The paper tackles the high computational overhead of differentially private model training methods based on matrix factorization by introducing BSR, a new approach that exploits properties of the standard matrix square root to enable efficient handling of large-scale problems. For stochastic gradient descent with momentum and weight decay, BSR provides analytical expressions that make computational overhead negligible while maintaining performance on par with existing methods.

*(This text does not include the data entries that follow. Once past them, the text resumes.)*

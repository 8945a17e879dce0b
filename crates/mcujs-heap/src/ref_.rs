//! `Ref`: a small integer identifying a cell in the pool.
//!
//! Refs are indices, not pointers, so the pool can be relocated (grown) or
//! persisted to flash without invalidating any handle a host holds — see
//! "Ref = small integer, not pointer" in `DESIGN.md`.

use std::fmt;

/// An index into the cell pool. `Ref::NULL` (zero) never names a live cell.
#[derive(Clone, Copy, PartialEq, Eq, Hash, Default, PartialOrd, Ord)]
pub struct Ref(u32);

impl Ref {
    pub const NULL: Ref = Ref(0);

    #[inline]
    pub(crate) fn from_index(index: usize) -> Self {
        debug_assert!(index <= u32::MAX as usize);
        Ref(index as u32)
    }

    #[inline]
    pub(crate) fn index(self) -> usize {
        self.0 as usize
    }

    #[inline]
    pub fn is_null(self) -> bool {
        self.0 == 0
    }
}

impl fmt::Debug for Ref {
    fn fmt(&self, f: &mut fmt::Formatter<'_>) -> fmt::Result {
        if self.is_null() {
            write!(f, "Ref(null)")
        } else {
            write!(f, "Ref({})", self.0)
        }
    }
}
impl Heap {
    /// `jsvNewFromString`.
    pub fn new_string(&mut self, bytes: &[u8]) -> HeapResult<Ref> {
        let head = self.pool.alloc(CellKind::StringHead(InlineBytes::empty()))?;
        if let Err(e) = self.append_bytes(head, bytes) {
            self.unlock(head);
            return Err(e);
        }
        Ok(head)
    }

    /// `jsvNewStringOfLength`: a zero-filled string of exactly `n` bytes.
    pub fn new_string_of_length(&mut self, n: usize) -> HeapResult<Ref> {
        let zeros = vec![0u8; n];
        self.new_string(&zeros)
    }

    /// `jsvNewFromStringVar`: copy up to `max` chars of `src` starting at
    /// `start` into a brand new string.
    pub fn new_substring(&mut self, src: Ref, start: usize, max: usize) -> HeapResult<Ref> {
        let head = self.pool.alloc(CellKind::StringHead(InlineBytes::empty()))?;
        if let Err(e) = self.append_from(head, src, start, max) {
            self.unlock(head);
            return Err(e);
        }
        Ok(head)
    }

    /// Total length of the string chain rooted at `r`, computed by walking.
    pub fn string_length(&self, r: Ref) -> usize {
        if r.is_null() {
            return 0;
        }
        let head = self.pool.get(r);
        let CellKind::StringHead(inline) = &head.kind else {
            debug_assert!(false, "string_length on a non-string cell");
            return 0;
        };
        let mut total = inline.len();
        let mut ext = head.first_child;
        while !ext.is_null() {
            let cell = self.pool.get(ext);
            let CellKind::StringExt(inline) = &cell.kind else {
                break;
            };
            total += inline.len();
            ext = cell.last_child;
        }
        total
    }

    /// `jsvIsEmptyString`.
    pub fn is_empty_string(&self, r: Ref) -> bool {
        if r.is_null() {
            return true;
        }
        let head = self.pool.get(r);
        matches!(&head.kind, CellKind::StringHead(inline) if inline.is_empty())
            && head.first_child.is_null()
    }

    /// `jsvAppendStringBuf`.
    pub fn append_bytes(&mut self, r: Ref, bytes: &[u8]) -> HeapResult<()> {
        if bytes.is_empty() {
            return Ok(());
        }
        let head = self.pool.get(r);
        let mut tail = head.last_child;
        let head_has_room = matches!(&head.kind, CellKind::StringHead(inline) if inline.len() < DATA_STRING_LEN)
            && tail.is_null();

        let mut written = 0usize;
        if head_has_room {
            let head = self.pool.get_mut(r);
            if let CellKind::StringHead(inline) = &mut head.kind {
                written = inline.push_bytes(bytes);
            }
        } else if tail.is_null() {
            // Head is full but has no extensions yet; nothing to write
            // inline, fall through to allocating the first extension.
        } else {
            let tail_cell = self.pool.get_mut(tail);
            if let CellKind::StringExt(inline) = &mut tail_cell.kind {
                written = inline.push_bytes(bytes);
            }
        }

        let mut remaining = &bytes[written..];
        while !remaining.is_empty() {
            let ext = self.pool.alloc(CellKind::StringExt(InlineBytes::empty()))?;
            // Extension cells are owned by the chain via a lock, not a
            // ref — mirrors the original's "refs is just extra
            // characters" repurposing on STRING_EXT cells.
            if tail.is_null() {
                self.pool.get_mut(r).first_child = ext;
            } else {
                self.pool.get_mut(tail).last_child = ext;
            }
            self.pool.get_mut(r).last_child = ext;
            let n = {
                let cell = self.pool.get_mut(ext);
                let CellKind::StringExt(inline) = &mut cell.kind else {
                    unreachable!()
                };
                inline.push_bytes(remaining)
            };
            remaining = &remaining[n..];
            tail = ext;
        }
        Ok(())
    }

    /// `jsvAppendCharacter`.
    pub fn append_char(&mut self, r: Ref, ch: u8) -> HeapResult<()> {
        self.append_bytes(r, &[ch])
    }

    /// Chains `overflow` onto a name cell's key via `last_child`, the one
    /// link field free on a name (its `first_child` already holds the
    /// value pointer). Unlike a string head's `last_child`, which caches
    /// the chain's tail for O(1) append, a name's `last_child` is simply
    /// the head of its key-overflow chain — key lengths are fixed at
    /// creation, so there is no repeated-append case to optimize for.
    pub(crate) fn spill_name_key(&mut self, name: Ref, overflow: &[u8]) -> HeapResult<()> {
        let mut tail = Ref::NULL;
        let mut remaining = overflow;
        while !remaining.is_empty() {
            let ext = self.pool.alloc(CellKind::StringExt(InlineBytes::empty()))?;
            if tail.is_null() {
                self.pool.get_mut(name).last_child = ext;
            } else {
                self.pool.get_mut(tail).last_child = ext;
            }
            let n = {
                let cell = self.pool.get_mut(ext);
                let CellKind::StringExt(inline) = &mut cell.kind else {
                    unreachable!()
                };
                inline.push_bytes(remaining)
            };
            remaining = &remaining[n..];
            tail = ext;
        }
        Ok(())
    }

    /// Reassembles a name cell's full key (inline bytes plus any
    /// overflow chain) into an owned buffer.
    pub(crate) fn name_key_bytes(&self, name: Ref) -> Vec<u8> {
        match &self.pool.get(name).kind {
            CellKind::NameInt(n) => n.to_string().into_bytes(),
            CellKind::ArrayBufferName(n) => n.to_string().into_bytes(),
            CellKind::NameString(inline) => {
                let mut out = inline.as_slice().to_vec();
                let mut ext = self.pool.get(name).last_child;
                while !ext.is_null() {
                    let cell = self.pool.get(ext);
                    let CellKind::StringExt(inline) = &cell.kind else {
                        break;
                    };
                    out.extend_from_slice(inline.as_slice());
                    ext = cell.last_child;
                }
                out
            }
            _ => Vec::new(),
        }
    }

    /// `jsvAppendPrintf`: append a host-formatted string (Rust's
    /// `format_args!` stands in for the original's C varargs printf).
    pub fn append_printf(&mut self, r: Ref, args: std::fmt::Arguments) -> HeapResult<()> {
        use std::fmt::Write;
        let mut buf = String::new();
        let _ = buf.write_fmt(args);
        self.append_bytes(r, buf.as_bytes())
    }

    /// `jsvAppendStringVar`: append up to `max_len` chars of `src` (from
    /// `start`) onto `dst`.
    pub fn append_from(&mut self, dst: Ref, src: Ref, start: usize, max_len: usize) -> HeapResult<()> {
        let mut it = StringIterator::new(self, src, start);
        let mut buf = Vec::new();
        let mut count = 0;
        while it.has_char(self) && count < max_len {
            buf.push(it.get_char(self));
            it.advance(self);
            count += 1;
        }
        it.free(self);
        self.append_bytes(dst, &buf)
    }

    /// `jsvGetString`: copy at most `dst.len()` bytes (reserving the last
    /// slot for a nul terminator when there's room), returning the number
    /// of string bytes written (not counting the terminator).
    pub fn get_string(&self, r: Ref, dst: &mut [u8]) -> usize {
        if dst.is_empty() {
            return 0;
        }
        let cap = dst.len() - 1;
        let mut it = StringIterator::new_const(self, r, 0);
        let mut n = 0;
        while n < cap && it.has_char(self) {
            dst[n] = it.get_char(self);
            it.advance_const(self);
            n += 1;
        }
        dst[n] = 0;
        n
    }

    /// `jsvSetString`: overwrite the chain's existing bytes in place.
    /// Never grows or shrinks the chain; `bytes.len()` must equal the
    /// current length.
    pub fn set_string(&mut self, r: Ref, bytes: &[u8]) {
        debug_assert_eq!(bytes.len(), self.string_length(r));
        let n = bytes.len().min(self.string_length(r));
        let mut it = StringIterator::new(self, r, 0);
        for &b in &bytes[..n] {
            it.set_char(self, b);
            it.advance(self);
        }
        it.free(self);
    }

    /// `jsvGetCharInString`.
    pub fn char_at(&self, r: Ref, i: usize) -> u8 {
        let mut it = StringIterator::new_const(self, r, i);
        let c = if it.has_char(self) { it.get_char(self) } else { 0 };
        it.free_const(self);
        c
    }

    /// `jsvStringTrimRight`: drop trailing spaces/tabs on every line.
    pub fn trim_right_multiline(&mut self, r: Ref) -> HeapResult<Ref> {
        let len = self.string_length(r);
        let mut raw = vec![0u8; len + 1];
        let n = self.get_string(r, &mut raw);
        raw.truncate(n);

        let mut out = Vec::with_capacity(n);
        for line in raw.split(|&b| b == b'\n') {
            let trimmed_len = line
                .iter()
                .rposition(|&b| b != b' ' && b != b'\t')
                .map_or(0, |p| p + 1);
            if !out.is_empty() {
                out.push(b'\n');
            }
            out.extend_from_slice(&line[..trimmed_len]);
        }
        self.new_string(&out)
    }

    /// `jsvIsStringNumericInt`.
    pub fn is_numeric_int(&self, r: Ref, allow_decimal_point: bool) -> bool {
        let len = self.string_length(r);
        if len == 0 {
            return false;
        }
        let mut it = StringIterator::new_const(self, r, 0);
        let mut i = 0;
        let mut seen_digit = false;
        let mut seen_dot = false;
        while it.has_char(self) {
            let c = it.get_char(self);
            match c {
                b'-' if i == 0 => {}
                b'0'..=b'9' => seen_digit = true,
                b'.' if allow_decimal_point && !seen_dot => seen_dot = true,
                _ => {
                    it.free_const(self);
                    return false;
                }
            }
            it.advance_const(self);
            i += 1;
        }
        it.free_const(self);
        seen_digit
    }

    /// `jsvIsStringNumericStrict`: requires `int_to_string(string_to_int(s))
    /// == s`.
    pub fn is_numeric_strict(&self, r: Ref) -> bool {
        if !self.is_numeric_int(r, false) {
            return false;
        }
        let len = self.string_length(r);
        let mut buf = vec![0u8; len + 1];
        let n = self.get_string(r, &mut buf);
        let Ok(s) = std::str::from_utf8(&buf[..n]) else {
            return false;
        };
        match s.parse::<i64>() {
            Ok(v) => v.to_string() == s,
            Err(_) => false,
        }
    }

    /// `jsvGetLinesInString`.
    pub fn lines(&self, r: Ref) -> usize {
        let mut it = StringIterator::new_const(self, r, 0);
        let mut lines = 1;
        while it.has_char(self) {
            if it.get_char(self) == b'\n' {
                lines += 1;
            }
            it.advance_const(self);
        }
        it.free_const(self);
        lines
    }

    /// `jsvGetCharsOnLine` (lines are 1-indexed).
    pub fn chars_on_line(&self, r: Ref, line: usize) -> usize {
        let mut it = StringIterator::new_const(self, r, 0);
        let mut cur_line = 1;
        let mut count = 0;
        while it.has_char(self) {
            let c = it.get_char(self);
            if cur_line == line {
                if c == b'\n' {
                    break;
                }
                count += 1;
            } else if c == b'\n' {
                cur_line += 1;
            }
            it.advance_const(self);
        }
        it.free_const(self);
        count
    }

    /// `jsvGetLineAndCol` (both 1-indexed).
    pub fn line_col_of(&self, r: Ref, char_idx: usize) -> (usize, usize) {
        let mut it = StringIterator::new_const(self, r, 0);
        let mut line = 1;
        let mut col = 1;
        for _ in 0..char_idx {
            if !it.has_char(self) {
                break;
            }
            if it.get_char(self) == b'\n' {
                line += 1;
                col = 1;
            } else {
                col += 1;
            }
            it.advance_const(self);
        }
        it.free_const(self);
        (line, col)
    }

    /// `jsvGetIndexFromLineAndCol`.
    pub fn index_of(&self, r: Ref, line: usize, col: usize) -> usize {
        let mut it = StringIterator::new_const(self, r, 0);
        let mut cur_line = 1;
        let mut cur_col = 1;
        let mut idx = 0;
        while it.has_char(self) {
            if cur_line == line && cur_col == col {
                break;
            }
            if it.get_char(self) == b'\n' {
                cur_line += 1;
                cur_col = 1;
            } else {
                cur_col += 1;
            }
            it.advance_const(self);
            idx += 1;
        }
        it.free_const(self);
        idx
    }

    /// `jsvCompareString`: compares raw bytes from `start_a`/`start_b`
    /// onward. `equal_at_end_of_string` controls whether reaching the end
    /// of one and not the other counts as a difference or an early-equal
    /// stop (`jsvCompareString`'s namesake flag).
    pub fn compare_string(
        &self,
        a: Ref,
        b: Ref,
        start_a: usize,
        start_b: usize,
        equal_at_end_of_string: bool,
    ) -> i32 {
        let mut ia = StringIterator::new_const(self, a, start_a);
        let mut ib = StringIterator::new_const(self, b, start_b);
        let result = loop {
            let ca = ia.has_char(self);
            let cb = ib.has_char(self);
            match (ca, cb) {
                (false, false) => break 0,
                (false, true) => {
                    break if equal_at_end_of_string { 0 } else { -1 };
                }
                (true, false) => {
                    break if equal_at_end_of_string { 0 } else { 1 };
                }
                (true, true) => {
                    let (xa, xb) = (ia.get_char(self), ib.get_char(self));
                    if xa != xb {
                        break (xa as i32) - (xb as i32);
                    }
                }
            }
            ia.advance_const(self);
            ib.advance_const(self);
        };
        ia.free_const(self);
        ib.free_const(self);
        result.signum()
    }
}
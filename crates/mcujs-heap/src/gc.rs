//! Component H — mark-and-sweep cycle collection.
//!
//! Refcounting alone reclaims everything in the common acyclic case; GC
//! exists solely to reclaim cycles (§4.H). It never runs implicitly —
//! hosts call `garbage_collect()` when they choose to (e.g. under memory
//! pressure).

use std::collections::VecDeque;

use crate::heap::Heap;
use crate::ref_::Ref;

impl Heap {
    /// Phase 1-4 of §4.H. Returns whether anything was reclaimed.
    pub fn garbage_collect(&mut self) -> bool {
        let targets: Vec<Ref> = self.pool.live_refs().collect();

        #[cfg(feature = "gc_logging")]
        tracing::debug!(live = targets.len(), "gc: starting mark phase");

        // Phase 1 + 2: clear marks, seed the worklist with every locked
        // cell (stack-held handles) and the singleton root.
        let mut marked = vec![false; self.pool.len()];
        let mut queue: VecDeque<Ref> = VecDeque::new();

        let root = self.root();
        marked[root.index()] = true;
        queue.push_back(root);

        for &r in &targets {
            if self.pool.get(r).locks > 0 && !marked[r.index()] {
                marked[r.index()] = true;
                queue.push_back(r);
            }
        }

        // Phase 3: BFS over every link field. Fields unused by a given
        // variant are always `Ref::NULL` and contribute nothing.
        while let Some(r) = queue.pop_front() {
            let cell = self.pool.get(r);
            for n in [cell.first_child, cell.last_child, cell.next_sibling, cell.prev_sibling] {
                if !n.is_null() && !marked[n.index()] {
                    marked[n.index()] = true;
                    queue.push_back(n);
                }
            }
        }

        #[cfg(feature = "gc_logging")]
        tracing::debug!(marked = marked.iter().filter(|m| **m).count(), "gc: mark phase complete");

        // Phase 4: sweep. Anything left unmarked with no lock is garbage;
        // detach its real (refs-counted) outgoing edges before reclaiming
        // it, so neighbours that do survive keep an accurate count.
        let mut reclaimed = false;
        for r in targets {
            if marked[r.index()] {
                continue;
            }
            let cell = self.pool.get(r);
            if !cell.is_live() || cell.locks != 0 {
                continue;
            }

            let mut freed = VecDeque::new();
            self.unlink_and_queue(r, &mut freed);
            self.pool.free_forced(r);
            reclaimed = true;

            while let Some(next) = freed.pop_front() {
                if next.is_null() {
                    continue;
                }
                let c = self.pool.get(next);
                if c.is_live() && c.locks == 0 && c.refs == 0 {
                    self.free_recursive(next);
                }
            }
        }

        #[cfg(feature = "gc_logging")]
        if reclaimed {
            tracing::info!("gc: reclaimed a reference cycle");
        } else {
            tracing::debug!("gc: nothing to reclaim");
        }

        reclaimed
    }
}

#[cfg(test)]
mod tests {
    use super::*;
    use crate::pool::HeapConfig;
    use crate::refcount::is_freed;

    fn heap() -> Heap {
        Heap::init(HeapConfig { capacity: 64 })
    }

    #[test]
    fn test_gc_reclaims_an_unreachable_cycle() {
        let mut h = heap();
        let a = h.new_object().unwrap();
        let b = h.new_object().unwrap();
        h.object_set_child(a, b"next", b).unwrap();
        h.object_set_child(b, b"next", a).unwrap();
        // Drop the stack's locks; each object is still kept alive only by
        // the other's `refs` edge, so refcounting alone can't free either.
        h.unlock(a);
        h.unlock(b);
        assert!(!is_freed(&h, a));
        assert!(!is_freed(&h, b));

        assert!(h.garbage_collect());
        assert!(is_freed(&h, a));
        assert!(is_freed(&h, b));
    }

    #[test]
    fn test_gc_does_not_reclaim_a_locked_cell() {
        let mut h = heap();
        let a = h.new_object().unwrap();
        assert!(!h.garbage_collect());
        assert!(!is_freed(&h, a));
        h.unlock(a);
    }

    #[test]
    fn test_gc_is_a_no_op_on_an_empty_heap() {
        let mut h = heap();
        assert!(!h.garbage_collect());
    }

    #[test]
    fn test_gc_reclaims_cycle_reachable_only_via_array() {
        let mut h = heap();
        let arr = h.new_array().unwrap();
        let obj = h.new_object().unwrap();
        h.array_push(arr, obj).unwrap();
        h.object_set_child(obj, b"self", arr).unwrap();
        h.unlock(arr);
        h.unlock(obj);
        assert!(h.garbage_collect());
        assert!(is_freed(&h, arr));
        assert!(is_freed(&h, obj));
    }
}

Current state-of-the-art methods for differentially private model training are based on matrix factorization techniques. However, these methods suffer from high computational overhead because they require numerically solving a demanding optimization problem to determine an approximately optimal factorization prior to the actual model training. In this work, we present a new matrix factorization approach, BSR, which overcomes this computational bottleneck. By exploiting properties of the standard matrix square root, BSR allows to efficiently handle also large-scale problems. For the key scenario of stochastic gradient descent with momentum and weight decay, we even derive analytical expressions for BSR that render the computational overhead negligible. We prove bounds on the approximation quality that hold both in the centralized and in the federated learning setting. Our numerical experiments demonstrate that models trained using BSR perform on par with the best existing methods, while completely avoiding their computational overhead.